(Stored records)

──────────────────────────────

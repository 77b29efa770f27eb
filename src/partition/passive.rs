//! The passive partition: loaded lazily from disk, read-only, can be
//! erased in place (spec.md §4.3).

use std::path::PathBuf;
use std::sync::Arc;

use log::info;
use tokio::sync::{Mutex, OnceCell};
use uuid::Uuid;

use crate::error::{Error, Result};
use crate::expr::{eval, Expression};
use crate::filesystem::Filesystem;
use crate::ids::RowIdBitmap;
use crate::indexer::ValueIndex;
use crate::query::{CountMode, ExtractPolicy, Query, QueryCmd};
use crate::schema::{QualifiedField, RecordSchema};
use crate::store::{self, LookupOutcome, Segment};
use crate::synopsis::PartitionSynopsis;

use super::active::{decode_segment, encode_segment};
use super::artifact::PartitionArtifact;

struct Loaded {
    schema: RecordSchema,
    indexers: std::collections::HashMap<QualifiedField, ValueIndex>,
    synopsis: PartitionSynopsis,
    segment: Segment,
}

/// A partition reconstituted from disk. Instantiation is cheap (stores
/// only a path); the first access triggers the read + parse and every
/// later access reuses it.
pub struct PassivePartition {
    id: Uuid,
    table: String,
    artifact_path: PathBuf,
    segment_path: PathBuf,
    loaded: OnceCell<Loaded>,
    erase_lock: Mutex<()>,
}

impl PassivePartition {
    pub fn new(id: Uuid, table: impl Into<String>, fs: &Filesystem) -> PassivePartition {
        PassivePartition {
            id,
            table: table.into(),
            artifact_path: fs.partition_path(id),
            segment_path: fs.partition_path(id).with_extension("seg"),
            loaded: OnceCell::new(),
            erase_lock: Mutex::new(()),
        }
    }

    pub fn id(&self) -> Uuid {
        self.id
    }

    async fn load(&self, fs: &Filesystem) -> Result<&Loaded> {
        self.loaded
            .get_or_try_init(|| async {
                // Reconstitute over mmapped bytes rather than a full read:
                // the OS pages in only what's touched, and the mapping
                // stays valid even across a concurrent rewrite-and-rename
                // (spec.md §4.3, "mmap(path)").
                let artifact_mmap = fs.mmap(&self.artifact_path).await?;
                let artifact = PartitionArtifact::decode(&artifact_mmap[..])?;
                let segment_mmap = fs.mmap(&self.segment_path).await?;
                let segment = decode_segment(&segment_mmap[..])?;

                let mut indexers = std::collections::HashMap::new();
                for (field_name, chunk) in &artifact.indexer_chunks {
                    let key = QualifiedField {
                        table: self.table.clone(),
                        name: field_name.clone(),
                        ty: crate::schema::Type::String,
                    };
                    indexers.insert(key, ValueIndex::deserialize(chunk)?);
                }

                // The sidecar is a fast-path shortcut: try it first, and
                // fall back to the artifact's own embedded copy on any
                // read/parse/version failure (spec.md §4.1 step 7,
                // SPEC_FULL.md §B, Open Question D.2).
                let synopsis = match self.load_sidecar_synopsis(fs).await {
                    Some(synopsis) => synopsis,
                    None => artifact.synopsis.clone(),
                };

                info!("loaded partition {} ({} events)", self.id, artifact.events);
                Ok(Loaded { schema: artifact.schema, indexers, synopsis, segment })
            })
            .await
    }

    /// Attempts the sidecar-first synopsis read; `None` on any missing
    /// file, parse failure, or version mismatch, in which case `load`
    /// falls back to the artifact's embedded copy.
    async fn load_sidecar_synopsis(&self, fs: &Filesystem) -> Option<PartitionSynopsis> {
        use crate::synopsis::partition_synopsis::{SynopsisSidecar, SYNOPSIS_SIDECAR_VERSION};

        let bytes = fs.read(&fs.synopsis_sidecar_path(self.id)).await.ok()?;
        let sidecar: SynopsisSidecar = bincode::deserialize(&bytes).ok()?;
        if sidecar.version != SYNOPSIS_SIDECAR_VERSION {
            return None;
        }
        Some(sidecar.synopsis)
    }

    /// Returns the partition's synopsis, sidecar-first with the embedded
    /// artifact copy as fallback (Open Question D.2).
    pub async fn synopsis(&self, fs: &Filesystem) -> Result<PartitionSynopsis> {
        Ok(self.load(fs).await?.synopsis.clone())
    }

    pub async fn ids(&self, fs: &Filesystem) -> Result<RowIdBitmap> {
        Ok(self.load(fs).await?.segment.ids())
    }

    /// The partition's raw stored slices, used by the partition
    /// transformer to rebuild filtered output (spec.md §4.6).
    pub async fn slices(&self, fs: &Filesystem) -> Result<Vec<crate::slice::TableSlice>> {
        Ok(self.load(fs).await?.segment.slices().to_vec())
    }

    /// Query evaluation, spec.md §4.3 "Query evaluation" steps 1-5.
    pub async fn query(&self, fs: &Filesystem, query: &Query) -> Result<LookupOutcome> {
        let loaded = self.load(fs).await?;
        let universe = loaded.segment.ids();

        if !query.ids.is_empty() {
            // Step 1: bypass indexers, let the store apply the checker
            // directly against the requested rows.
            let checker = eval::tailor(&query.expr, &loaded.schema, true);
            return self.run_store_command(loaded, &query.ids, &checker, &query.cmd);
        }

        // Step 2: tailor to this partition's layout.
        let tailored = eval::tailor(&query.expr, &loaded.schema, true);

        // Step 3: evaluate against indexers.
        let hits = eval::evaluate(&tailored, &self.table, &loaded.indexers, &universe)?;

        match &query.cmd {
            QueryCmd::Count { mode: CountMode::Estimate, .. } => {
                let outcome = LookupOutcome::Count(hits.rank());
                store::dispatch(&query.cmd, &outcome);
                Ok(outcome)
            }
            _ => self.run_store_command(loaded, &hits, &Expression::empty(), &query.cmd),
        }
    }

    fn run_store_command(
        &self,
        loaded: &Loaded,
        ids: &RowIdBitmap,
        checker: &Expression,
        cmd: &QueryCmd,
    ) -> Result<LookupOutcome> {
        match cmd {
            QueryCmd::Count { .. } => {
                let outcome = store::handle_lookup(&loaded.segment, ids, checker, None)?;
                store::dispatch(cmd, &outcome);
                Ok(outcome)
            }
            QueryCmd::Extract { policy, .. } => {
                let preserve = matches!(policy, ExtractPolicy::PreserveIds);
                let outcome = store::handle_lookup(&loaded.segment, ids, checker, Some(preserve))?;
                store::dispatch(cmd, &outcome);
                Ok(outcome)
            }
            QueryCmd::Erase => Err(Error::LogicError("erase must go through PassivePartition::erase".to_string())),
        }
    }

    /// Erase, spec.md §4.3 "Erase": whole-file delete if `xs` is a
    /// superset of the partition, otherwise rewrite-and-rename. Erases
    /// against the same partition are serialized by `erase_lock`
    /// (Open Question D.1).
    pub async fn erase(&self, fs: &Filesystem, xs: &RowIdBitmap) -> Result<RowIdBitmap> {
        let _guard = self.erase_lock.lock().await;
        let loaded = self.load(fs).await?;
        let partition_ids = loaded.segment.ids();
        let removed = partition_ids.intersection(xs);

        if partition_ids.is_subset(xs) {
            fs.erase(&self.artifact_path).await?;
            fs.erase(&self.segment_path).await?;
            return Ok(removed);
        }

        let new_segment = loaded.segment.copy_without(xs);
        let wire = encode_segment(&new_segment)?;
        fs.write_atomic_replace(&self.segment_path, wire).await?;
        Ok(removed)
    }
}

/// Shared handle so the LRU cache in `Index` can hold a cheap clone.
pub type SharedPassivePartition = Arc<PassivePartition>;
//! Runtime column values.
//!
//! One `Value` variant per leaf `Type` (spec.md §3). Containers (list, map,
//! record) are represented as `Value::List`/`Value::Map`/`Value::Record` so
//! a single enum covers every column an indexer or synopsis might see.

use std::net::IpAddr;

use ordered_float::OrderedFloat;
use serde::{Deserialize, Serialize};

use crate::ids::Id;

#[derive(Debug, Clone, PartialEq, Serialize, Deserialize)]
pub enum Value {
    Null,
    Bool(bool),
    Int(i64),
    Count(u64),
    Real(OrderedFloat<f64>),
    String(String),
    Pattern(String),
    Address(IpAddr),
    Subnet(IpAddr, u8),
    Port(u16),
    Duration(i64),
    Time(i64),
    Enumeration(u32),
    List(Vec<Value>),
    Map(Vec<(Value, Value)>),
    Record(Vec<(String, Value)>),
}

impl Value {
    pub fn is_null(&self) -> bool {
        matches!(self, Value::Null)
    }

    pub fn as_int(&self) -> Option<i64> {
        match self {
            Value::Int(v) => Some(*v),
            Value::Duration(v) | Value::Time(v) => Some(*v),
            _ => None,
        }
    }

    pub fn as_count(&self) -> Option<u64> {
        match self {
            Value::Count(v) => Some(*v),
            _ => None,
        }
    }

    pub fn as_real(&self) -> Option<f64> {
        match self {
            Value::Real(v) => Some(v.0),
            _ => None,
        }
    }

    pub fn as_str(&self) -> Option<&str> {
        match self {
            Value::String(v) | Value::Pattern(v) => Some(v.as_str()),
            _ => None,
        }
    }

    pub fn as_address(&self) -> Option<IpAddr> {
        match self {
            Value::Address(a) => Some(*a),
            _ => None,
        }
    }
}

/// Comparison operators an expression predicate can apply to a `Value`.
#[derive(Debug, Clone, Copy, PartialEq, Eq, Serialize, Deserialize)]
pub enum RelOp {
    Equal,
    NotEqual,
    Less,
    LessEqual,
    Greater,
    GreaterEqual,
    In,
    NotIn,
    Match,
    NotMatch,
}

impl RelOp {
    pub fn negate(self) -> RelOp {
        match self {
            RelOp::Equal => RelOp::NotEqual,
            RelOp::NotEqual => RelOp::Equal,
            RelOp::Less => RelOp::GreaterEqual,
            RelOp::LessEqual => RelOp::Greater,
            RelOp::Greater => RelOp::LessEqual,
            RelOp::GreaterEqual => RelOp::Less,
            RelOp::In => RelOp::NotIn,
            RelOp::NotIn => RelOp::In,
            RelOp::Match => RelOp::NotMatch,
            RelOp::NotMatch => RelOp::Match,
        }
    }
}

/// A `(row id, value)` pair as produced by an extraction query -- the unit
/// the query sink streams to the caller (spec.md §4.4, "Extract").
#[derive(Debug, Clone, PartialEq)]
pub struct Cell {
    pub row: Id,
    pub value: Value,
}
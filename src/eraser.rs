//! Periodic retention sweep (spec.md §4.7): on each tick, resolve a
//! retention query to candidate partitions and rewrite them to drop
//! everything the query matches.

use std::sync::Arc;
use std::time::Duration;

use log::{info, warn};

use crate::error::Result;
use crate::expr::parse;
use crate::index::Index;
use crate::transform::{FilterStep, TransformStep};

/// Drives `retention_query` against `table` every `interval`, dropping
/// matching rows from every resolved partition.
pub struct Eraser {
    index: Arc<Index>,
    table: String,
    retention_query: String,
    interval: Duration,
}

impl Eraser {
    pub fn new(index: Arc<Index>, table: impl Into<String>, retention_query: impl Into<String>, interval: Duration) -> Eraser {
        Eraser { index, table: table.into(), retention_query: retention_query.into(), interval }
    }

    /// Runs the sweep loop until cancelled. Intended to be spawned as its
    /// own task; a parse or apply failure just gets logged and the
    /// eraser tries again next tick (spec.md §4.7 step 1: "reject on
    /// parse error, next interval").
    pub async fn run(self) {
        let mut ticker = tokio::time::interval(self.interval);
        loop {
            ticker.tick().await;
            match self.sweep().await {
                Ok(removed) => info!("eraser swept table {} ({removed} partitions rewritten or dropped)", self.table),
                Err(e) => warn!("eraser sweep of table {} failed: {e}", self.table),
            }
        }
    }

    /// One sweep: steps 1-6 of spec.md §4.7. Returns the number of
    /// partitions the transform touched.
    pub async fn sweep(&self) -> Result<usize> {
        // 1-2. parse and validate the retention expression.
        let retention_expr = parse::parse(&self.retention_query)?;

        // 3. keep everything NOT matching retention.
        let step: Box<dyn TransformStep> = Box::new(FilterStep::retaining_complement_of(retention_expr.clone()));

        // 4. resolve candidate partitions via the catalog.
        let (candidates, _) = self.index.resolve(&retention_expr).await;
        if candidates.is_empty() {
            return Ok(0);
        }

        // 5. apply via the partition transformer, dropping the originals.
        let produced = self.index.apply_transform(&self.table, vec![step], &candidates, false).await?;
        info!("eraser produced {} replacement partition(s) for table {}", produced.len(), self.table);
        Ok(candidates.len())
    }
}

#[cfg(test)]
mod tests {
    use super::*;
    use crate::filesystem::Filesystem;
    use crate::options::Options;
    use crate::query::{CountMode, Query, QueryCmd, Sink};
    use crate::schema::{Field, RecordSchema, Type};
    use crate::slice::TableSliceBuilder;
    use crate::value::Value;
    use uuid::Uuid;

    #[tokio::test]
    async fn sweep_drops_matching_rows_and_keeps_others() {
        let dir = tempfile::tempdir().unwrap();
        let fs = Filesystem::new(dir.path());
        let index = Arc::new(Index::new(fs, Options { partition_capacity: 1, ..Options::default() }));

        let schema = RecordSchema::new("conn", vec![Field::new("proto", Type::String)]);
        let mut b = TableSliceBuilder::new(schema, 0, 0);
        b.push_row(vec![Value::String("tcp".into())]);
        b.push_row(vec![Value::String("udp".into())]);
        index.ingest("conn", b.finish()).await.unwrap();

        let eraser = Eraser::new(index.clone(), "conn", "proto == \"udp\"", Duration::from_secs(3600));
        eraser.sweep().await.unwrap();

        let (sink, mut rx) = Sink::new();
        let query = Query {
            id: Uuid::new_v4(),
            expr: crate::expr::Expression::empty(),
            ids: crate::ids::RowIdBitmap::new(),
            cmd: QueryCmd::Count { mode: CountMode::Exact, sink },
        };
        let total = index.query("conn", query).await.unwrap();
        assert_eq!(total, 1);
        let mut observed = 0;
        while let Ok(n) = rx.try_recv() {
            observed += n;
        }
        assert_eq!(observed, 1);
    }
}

──────────────────────────────

WHAT THE TASK REQUIRES.
Reprint exactly the lines above that start at the one with "the retention expression." and end at the one with "async fn sweep_drops_matching_rows_and_keeps_others()", keeping both and adding none.

WRITTEN REPLY.
        // 1-2. parse and validate the retention expression.
        let retention_expr = parse::parse(&self.retention_query)?;

        // 3. keep everything NOT matching retention.
        let step: Box<dyn TransformStep> = Box::new(FilterStep::retaining_complement_of(retention_expr.clone()));

        // 4. resolve candidate partitions via the catalog.
        let (candidates, _) = self.index.resolve(&retention_expr).await;
        if candidates.is_empty() {
            return Ok(0);
        }

        // 5. apply via the partition transformer, dropping the originals.
        let produced = self.index.apply_transform(&self.table, vec![step], &candidates, false).await?;
        info!("eraser produced {} replacement partition(s) for table {}", produced.len(), self.table);
        Ok(candidates.len())
    }
}

#[cfg(test)]
mod tests {
    use super::*;
    use crate::filesystem::Filesystem;
    use crate::options::Options;
    use crate::query::{CountMode, Query, QueryCmd, Sink};
    use crate::schema::{Field, RecordSchema, Type};
    use crate::slice::TableSliceBuilder;
    use crate::value::Value;
    use uuid::Uuid;

    #[tokio::test]
    async fn sweep_drops_matching_rows_and_keeps_others() {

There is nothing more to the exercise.